Note each line of the entries that includes "enum". Then copy those lines.

BEGIN RECORDS SUPPLIED

//! JSON-RPC message codec.
//!
//! Turns bytes into [`Message`] values and back. Framing (line boundaries,
//! SSE events) belongs to the transports; this module only ever sees one
//! complete message at a time.

use serde_json::{Map, Value};
use thiserror::Error;

use crate::error::Result;
use crate::mcp::protocol::{
    ErrorKind, JsonRpcError, JsonRpcNotification, JsonRpcRequest, JsonRpcResponse, Message,
    RequestId, JSONRPC_VERSION,
};

/// Why a frame could not be decoded.
#[derive(Debug, Clone, Copy, PartialEq, Eq)]
pub enum DecodeErrorKind {
    /// Not valid JSON at all.
    Parse,
    /// Valid JSON, but not a well-formed JSON-RPC message.
    MalformedMessage,
}

impl From<DecodeErrorKind> for ErrorKind {
    fn from(kind: DecodeErrorKind) -> Self {
        match kind {
            DecodeErrorKind::Parse => ErrorKind::Parse,
            DecodeErrorKind::MalformedMessage => ErrorKind::MalformedMessage,
        }
    }
}

/// A frame that failed to decode.
///
/// `id` is set when the frame carried a usable correlation id, in which case
/// the peer can be answered with an error response.
#[derive(Debug, Clone, PartialEq, Error)]
#[error("{kind:?}: {message}")]
pub struct DecodeError {
    pub kind: DecodeErrorKind,
    pub id: Option<RequestId>,
    pub message: String,
}

impl DecodeError {
    pub fn new(kind: DecodeErrorKind, id: Option<RequestId>, message: impl Into<String>) -> Self {
        Self {
            kind,
            id,
            message: message.into(),
        }
    }

    pub fn malformed(id: Option<RequestId>, message: impl Into<String>) -> Self {
        Self::new(DecodeErrorKind::MalformedMessage, id, message)
    }

    /// The error response for this failure, if the peer can be answered.
    pub fn to_response(&self) -> Option<JsonRpcResponse> {
        self.id.clone().map(|id| {
            JsonRpcResponse::failure(id, JsonRpcError::new(self.kind.into(), self.message.clone()))
        })
    }
}

/// Encode a message to bytes (no trailing newline).
pub fn encode(message: &Message) -> Result<Vec<u8>> {
    Ok(serde_json::to_vec(message)?)
}

/// Encode a message to a string (no trailing newline).
pub fn encode_to_string(message: &Message) -> Result<String> {
    Ok(serde_json::to_string(message)?)
}

/// Decode one message from bytes.
pub fn decode(bytes: &[u8]) -> std::result::Result<Message, DecodeError> {
    let value: Value = serde_json::from_slice(bytes)
        .map_err(|e| DecodeError::new(DecodeErrorKind::Parse, None, e.to_string()))?;
    decode_value(value)
}

/// Shape of the `id` member.
enum IdField {
    Absent,
    Valid(RequestId),
    Invalid,
}

fn id_field(obj: &Map<String, Value>) -> IdField {
    match obj.get("id") {
        None => IdField::Absent,
        Some(Value::String(s)) => IdField::Valid(RequestId::String(s.clone())),
        Some(Value::Number(n)) => match n.as_i64() {
            Some(n) => IdField::Valid(RequestId::Number(n)),
            None => IdField::Invalid,
        },
        Some(_) => IdField::Invalid,
    }
}

/// Decode one message from an already-parsed JSON value.
pub fn decode_value(value: Value) -> std::result::Result<Message, DecodeError> {
    let obj = match value {
        Value::Object(obj) => obj,
        Value::Array(_) => {
            return Err(DecodeError::malformed(None, "batch messages are not supported"))
        }
        _ => return Err(DecodeError::malformed(None, "expected a JSON object")),
    };

    let id = id_field(&obj);
    let usable_id = match &id {
        IdField::Valid(id) => Some(id.clone()),
        _ => None,
    };

    match obj.get("jsonrpc").and_then(Value::as_str) {
        Some(JSONRPC_VERSION) => {}
        _ => {
            return Err(DecodeError::malformed(
                usable_id,
                "missing or unsupported jsonrpc version",
            ))
        }
    }

    if let Some(method) = obj.get("method") {
        let method = method
            .as_str()
            .ok_or_else(|| DecodeError::malformed(usable_id.clone(), "method must be a string"))?
            .to_string();
        let params = match obj.get("params") {
            None | Some(Value::Null) => None,
            Some(p @ (Value::Object(_) | Value::Array(_))) => Some(p.clone()),
            Some(_) => {
                return Err(DecodeError::malformed(
                    usable_id,
                    "params must be an object or an array",
                ))
            }
        };

        return match id {
            IdField::Valid(id) => Ok(Message::Request(JsonRpcRequest {
                jsonrpc: JSONRPC_VERSION.to_string(),
                id,
                method,
                params,
            })),
            IdField::Absent => Ok(Message::Notification(JsonRpcNotification {
                jsonrpc: JSONRPC_VERSION.to_string(),
                method,
                params,
            })),
            IdField::Invalid => Err(DecodeError::malformed(
                None,
                "id must be a string or an integer",
            )),
        };
    }

    let Some(id) = usable_id else {
        return Err(DecodeError::malformed(None, "message has neither method nor id"));
    };

    match (obj.get("result"), obj.get("error")) {
        (Some(result), None) => Ok(Message::Response(JsonRpcResponse::success(
            id,
            result.clone(),
        ))),
        (None, Some(error)) => {
            let error: JsonRpcError = serde_json::from_value(error.clone()).map_err(|e| {
                DecodeError::malformed(Some(id.clone()), format!("invalid error object: {}", e))
            })?;
            Ok(Message::Response(JsonRpcResponse::failure(id, error)))
        }
        (Some(_), Some(_)) => Err(DecodeError::malformed(
            Some(id),
            "response carries both result and error",
        )),
        (None, None) => Err(DecodeError::malformed(
            Some(id),
            "response carries neither result nor error",
        )),
    }
}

END RECORDS SUPPLIED

**EXERCISE RESULT:**
pub enum DecodeErrorKind {
enum IdField {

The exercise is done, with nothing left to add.